* WHAT YOU NEED TO DO
Scan the data below. Pull out each line where "replaced" occurs.

[Collected data entries]
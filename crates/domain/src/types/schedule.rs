//! Academic schedule records

use chrono::{DateTime, NaiveDate, Utc};
use serde::{Deserialize, Serialize};

use crate::utils::serde::lenient_datetime;

/// Academic block
#[derive(Debug, Clone, PartialEq, Eq, Hash, Serialize, Deserialize)]
#[serde(rename_all = "camelCase")]
pub struct Block {
    pub block_id: String,
    pub name: String,
    #[serde(default)]
    pub school_level: String,
}

/// One free occurrence of a block
#[derive(Debug, Clone, PartialEq, Eq, Serialize, Deserialize)]
pub struct FreeBlock {
    pub block: Block,
    #[serde(with = "lenient_datetime")]
    pub start: DateTime<Utc>,
    #[serde(with = "lenient_datetime")]
    pub end: DateTime<Utc>,
}

impl FreeBlock {
    pub fn duration(&self) -> chrono::Duration {
        self.end - self.start
    }
}

/// Free blocks found within a single day
#[derive(Debug, Clone, PartialEq, Eq, Serialize, Deserialize)]
#[serde(rename_all = "camelCase")]
pub struct FreeBlockCollection {
    #[serde(default)]
    pub free_blocks: Vec<FreeBlock>,
    pub in_range: NaiveDate,
}
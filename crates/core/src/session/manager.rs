//! Session lifecycle
//!
//! [`SessionManager`] is the only owner of the current [`Session`] and the
//! only writer of the saved credential. It performs login, token renewal and
//! logout; it knows nothing about the authorization-retry protocol that
//! drives renewal from the request pipeline.
//!
//! Renewal is single-flight. Every installed or cleared session bumps a
//! generation counter; a caller that asks to renew after observing
//! generation `n` reuses the current session if the generation has already
//! moved past `n` while it waited on the renewal gate.

use std::fmt;
use std::sync::Arc;

use chrono::{DateTime, Utc};
use postbox_domain::constants::{endpoints, FORGOT_PASSWORD_COMPLETE};
use postbox_domain::{
    AuthResponse, Login, PostboxError, ProfileFailurePolicy, RequestDescriptor, Result,
    SavedCredential, Session, UserRecord,
};
use tokio::sync::{Mutex, RwLock};
use tracing::{debug, info, instrument, warn};

use crate::credentials::CredentialStore;
use crate::http::{HttpResponse, HttpTransport};
use crate::pipeline::decoder::ResponseDecoder;
use crate::pipeline::request::build_request;

/// Access token paired with the session generation it came from
#[derive(Clone, PartialEq, Eq)]
pub struct BearerToken {
    pub token: String,
    pub generation: u64,
}

impl fmt::Debug for BearerToken {
    fn fmt(&self, f: &mut fmt::Formatter<'_>) -> fmt::Result {
        f.debug_struct("BearerToken").field("generation", &self.generation).finish_non_exhaustive()
    }
}

/// Result of a login that produced a session
#[derive(Debug, Clone)]
pub struct LoginOutcome {
    pub session: Session,
    /// Profile fetch failure, reported but not fatal under
    /// [`ProfileFailurePolicy::NonFatal`]
    pub profile_error: Option<PostboxError>,
}

#[derive(Debug, Default)]
struct SessionState {
    session: Option<Session>,
    profile: Option<UserRecord>,
    generation: u64,
}

impl SessionState {
    fn replace(&mut self, session: Option<Session>) {
        self.session = session;
        self.generation += 1;
    }
}

/// Owner of the current session and the saved credential
pub struct SessionManager {
    transport: Arc<dyn HttpTransport>,
    credentials: Arc<dyn CredentialStore>,
    profile_policy: ProfileFailurePolicy,
    state: RwLock<SessionState>,
    renewal_gate: Mutex<()>,
}

impl SessionManager {
    pub fn new(transport: Arc<dyn HttpTransport>, credentials: Arc<dyn CredentialStore>) -> Self {
        Self {
            transport,
            credentials,
            profile_policy: ProfileFailurePolicy::default(),
            state: RwLock::new(SessionState::default()),
            renewal_gate: Mutex::new(()),
        }
    }

    /// Choose what a failed profile fetch does to login
    #[must_use]
    pub fn with_profile_policy(mut self, policy: ProfileFailurePolicy) -> Self {
        self.profile_policy = policy;
        self
    }

    pub fn profile_policy(&self) -> ProfileFailurePolicy {
        self.profile_policy
    }

    pub async fn session(&self) -> Option<Session> {
        self.state.read().await.session.clone()
    }

    pub async fn user_id(&self) -> Option<String> {
        self.state.read().await.session.as_ref().map(|s| s.user_id.clone())
    }

    pub async fn expires(&self) -> Option<DateTime<Utc>> {
        self.state.read().await.session.as_ref().map(|s| s.expires)
    }

    /// Cached current-user profile
    pub async fn profile(&self) -> Option<UserRecord> {
        self.state.read().await.profile.clone()
    }

    pub async fn is_authenticated(&self) -> bool {
        self.state.read().await.session.is_some()
    }

    pub async fn generation(&self) -> u64 {
        self.state.read().await.generation
    }

    /// Token to attach to the next dispatch, if a session is held
    pub async fn bearer(&self) -> Option<BearerToken> {
        let state = self.state.read().await;
        state
            .session
            .as_ref()
            .map(|s| BearerToken { token: s.access_token.clone(), generation: state.generation })
    }

    /// Authenticate with email and password.
    ///
    /// On success the session is replaced, the profile fetched and the
    /// credential saved with the new token pair. A failed profile fetch is
    /// handled per the configured [`ProfileFailurePolicy`].
    #[instrument(skip(self, password), fields(email = %email))]
    pub async fn login(&self, email: &str, password: &str) -> Result<LoginOutcome> {
        let body = Login::new(email, password);
        let descriptor = RequestDescriptor::post(endpoints::AUTH).with_json(&body)?.unauthenticated();

        let response = self.transport.execute(build_request(&descriptor, None)).await?;
        let session = Session::from(ResponseDecoder::decode::<AuthResponse>(&response)?);

        {
            let mut state = self.state.write().await;
            state.replace(Some(session.clone()));
            state.profile = None;
        }
        info!(user_id = %session.user_id, "session established");

        let profile_error = match self.fetch_profile(&session.access_token).await {
            Ok(profile) => {
                self.state.write().await.profile = Some(profile);
                None
            }
            Err(err) if self.profile_policy == ProfileFailurePolicy::Invalidate => {
                warn!(error = %err, "profile fetch failed; discarding new session");
                self.clear().await;
                return Err(err);
            }
            Err(err) => {
                warn!(error = %err, "profile fetch failed after login");
                Some(err)
            }
        };

        let saved =
            SavedCredential::new(email, password, &session.access_token, &session.refresh_token);
        if let Err(err) = self.credentials.save(&saved).await {
            warn!(error = %err, "failed to save credential");
        }

        Ok(LoginOutcome { session, profile_error })
    }

    /// Renew the current session.
    pub async fn renew(&self) -> Result<Session> {
        let observed = self.generation().await;
        self.renew_after(observed).await
    }

    /// Renew unless another caller already replaced the session that was
    /// current at `observed_generation`.
    #[instrument(skip(self))]
    pub async fn renew_after(&self, observed_generation: u64) -> Result<Session> {
        let _gate = self.renewal_gate.lock().await;

        {
            let state = self.state.read().await;
            if state.generation != observed_generation {
                if let Some(session) = &state.session {
                    debug!(generation = state.generation, "reusing session renewed by another caller");
                    return Ok(session.clone());
                }
            }
        }

        self.renew_serialized().await
    }

    /// Only called with the renewal gate held.
    async fn renew_serialized(&self) -> Result<Session> {
        let current = match self.session().await {
            Some(session) => session,
            None => {
                let saved = self.saved_credential().await.ok_or_else(PostboxError::no_credential)?;
                if saved.has_token_pair() {
                    let provisional = Session::provisional(
                        saved.last_access_token.as_str(),
                        saved.last_refresh_token.as_str(),
                    );
                    self.state.write().await.replace(Some(provisional.clone()));
                    debug!("seeded provisional session from saved tokens");
                    provisional
                } else if saved.has_password() {
                    return self.relogin(&saved).await;
                } else {
                    return Err(PostboxError::no_credential());
                }
            }
        };

        match self.exchange_refresh_token(&current).await {
            Ok(renewed) => {
                self.state.write().await.replace(Some(renewed.clone()));
                info!(user_id = %renewed.user_id, "session renewed");

                if let Err(err) =
                    self.credentials.save_tokens(&renewed.access_token, &renewed.refresh_token).await
                {
                    warn!(error = %err, "failed to save renewed tokens");
                }
                self.ensure_profile(&renewed).await;
                Ok(renewed)
            }
            Err(err) => {
                warn!(error = %err, "refresh token rejected");
                match self.saved_credential().await.filter(SavedCredential::has_password) {
                    Some(saved) => self.relogin(&saved).await,
                    None => {
                        // Nothing left to renew with
                        if err.is_remote() {
                            self.clear().await;
                        }
                        Err(err)
                    }
                }
            }
        }
    }

    /// Fall back to a fresh login with the saved password.
    async fn relogin(&self, saved: &SavedCredential) -> Result<Session> {
        debug!("falling back to login with saved credential");
        match self.login(&saved.email, &saved.password).await {
            Ok(outcome) => Ok(outcome.session),
            Err(err) => {
                if err.is_remote() {
                    warn!(error = %err, "saved credential rejected; clearing session");
                    self.clear().await;
                }
                Err(err)
            }
        }
    }

    async fn exchange_refresh_token(&self, current: &Session) -> Result<Session> {
        let endpoint = format!(
            "{}?refreshToken={}",
            endpoints::RENEW,
            urlencoding::encode(&current.refresh_token)
        );
        let descriptor = RequestDescriptor::get(endpoint);
        let response = self
            .transport
            .execute(build_request(&descriptor, Some(&current.access_token)))
            .await?;

        let mut renewed = Session::from(ResponseDecoder::decode::<AuthResponse>(&response)?);
        if renewed.user_id.is_empty() {
            renewed.user_id.clone_from(&current.user_id);
        }
        Ok(renewed)
    }

    async fn fetch_profile(&self, access_token: &str) -> Result<UserRecord> {
        let descriptor = RequestDescriptor::get(endpoints::CURRENT_USER);
        let response = self.transport.execute(build_request(&descriptor, Some(access_token))).await?;
        ResponseDecoder::decode(&response)
    }

    async fn ensure_profile(&self, session: &Session) {
        if self.state.read().await.profile.is_some() {
            return;
        }
        match self.fetch_profile(&session.access_token).await {
            Ok(profile) => self.state.write().await.profile = Some(profile),
            Err(err) => warn!(error = %err, "profile fetch failed after renewal"),
        }
    }

    async fn saved_credential(&self) -> Option<SavedCredential> {
        match self.credentials.load().await {
            Ok(saved) => saved,
            Err(err) => {
                warn!(error = %err, "failed to load saved credential");
                None
            }
        }
    }

    /// Cold-start helper: renew from the saved credential when no session is held.
    pub async fn restore(&self) -> Result<Option<Session>> {
        if let Some(session) = self.session().await {
            return Ok(Some(session));
        }
        self.renew().await.map(Some)
    }

    /// Drop the session and delete the saved credential. Idempotent.
    #[instrument(skip(self))]
    pub async fn logout(&self) -> Result<()> {
        self.clear().await;
        self.credentials.delete().await?;
        info!("logged out");
        Ok(())
    }

    async fn clear(&self) {
        let mut state = self.state.write().await;
        state.replace(None);
        state.profile = None;
    }

    /// Request a password reset. Returns the completion message.
    #[instrument(skip(self, password), fields(email = %email))]
    pub async fn forgot_password(&self, email: &str, password: &str) -> Result<String> {
        self.post_credentials(endpoints::FORGOT_PASSWORD, email, password).await?;
        Ok(FORGOT_PASSWORD_COMPLETE.to_string())
    }

    /// Register a new account. Returns the service's response body.
    #[instrument(skip(self, password), fields(email = %email))]
    pub async fn register(&self, email: &str, password: &str) -> Result<String> {
        self.post_credentials(endpoints::REGISTER, email, password).await
    }

    async fn post_credentials(&self, endpoint: &str, email: &str, password: &str) -> Result<String> {
        let descriptor = RequestDescriptor::post(endpoint)
            .with_json(&Login::new(email, password))?
            .unauthenticated();
        let response: HttpResponse = self.transport.execute(build_request(&descriptor, None)).await?;
        ResponseDecoder::raw(&response)
    }
}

* RESULT
    /// On success the session is replaced, the profile fetched and the
    /// Renew unless another caller already replaced the session that was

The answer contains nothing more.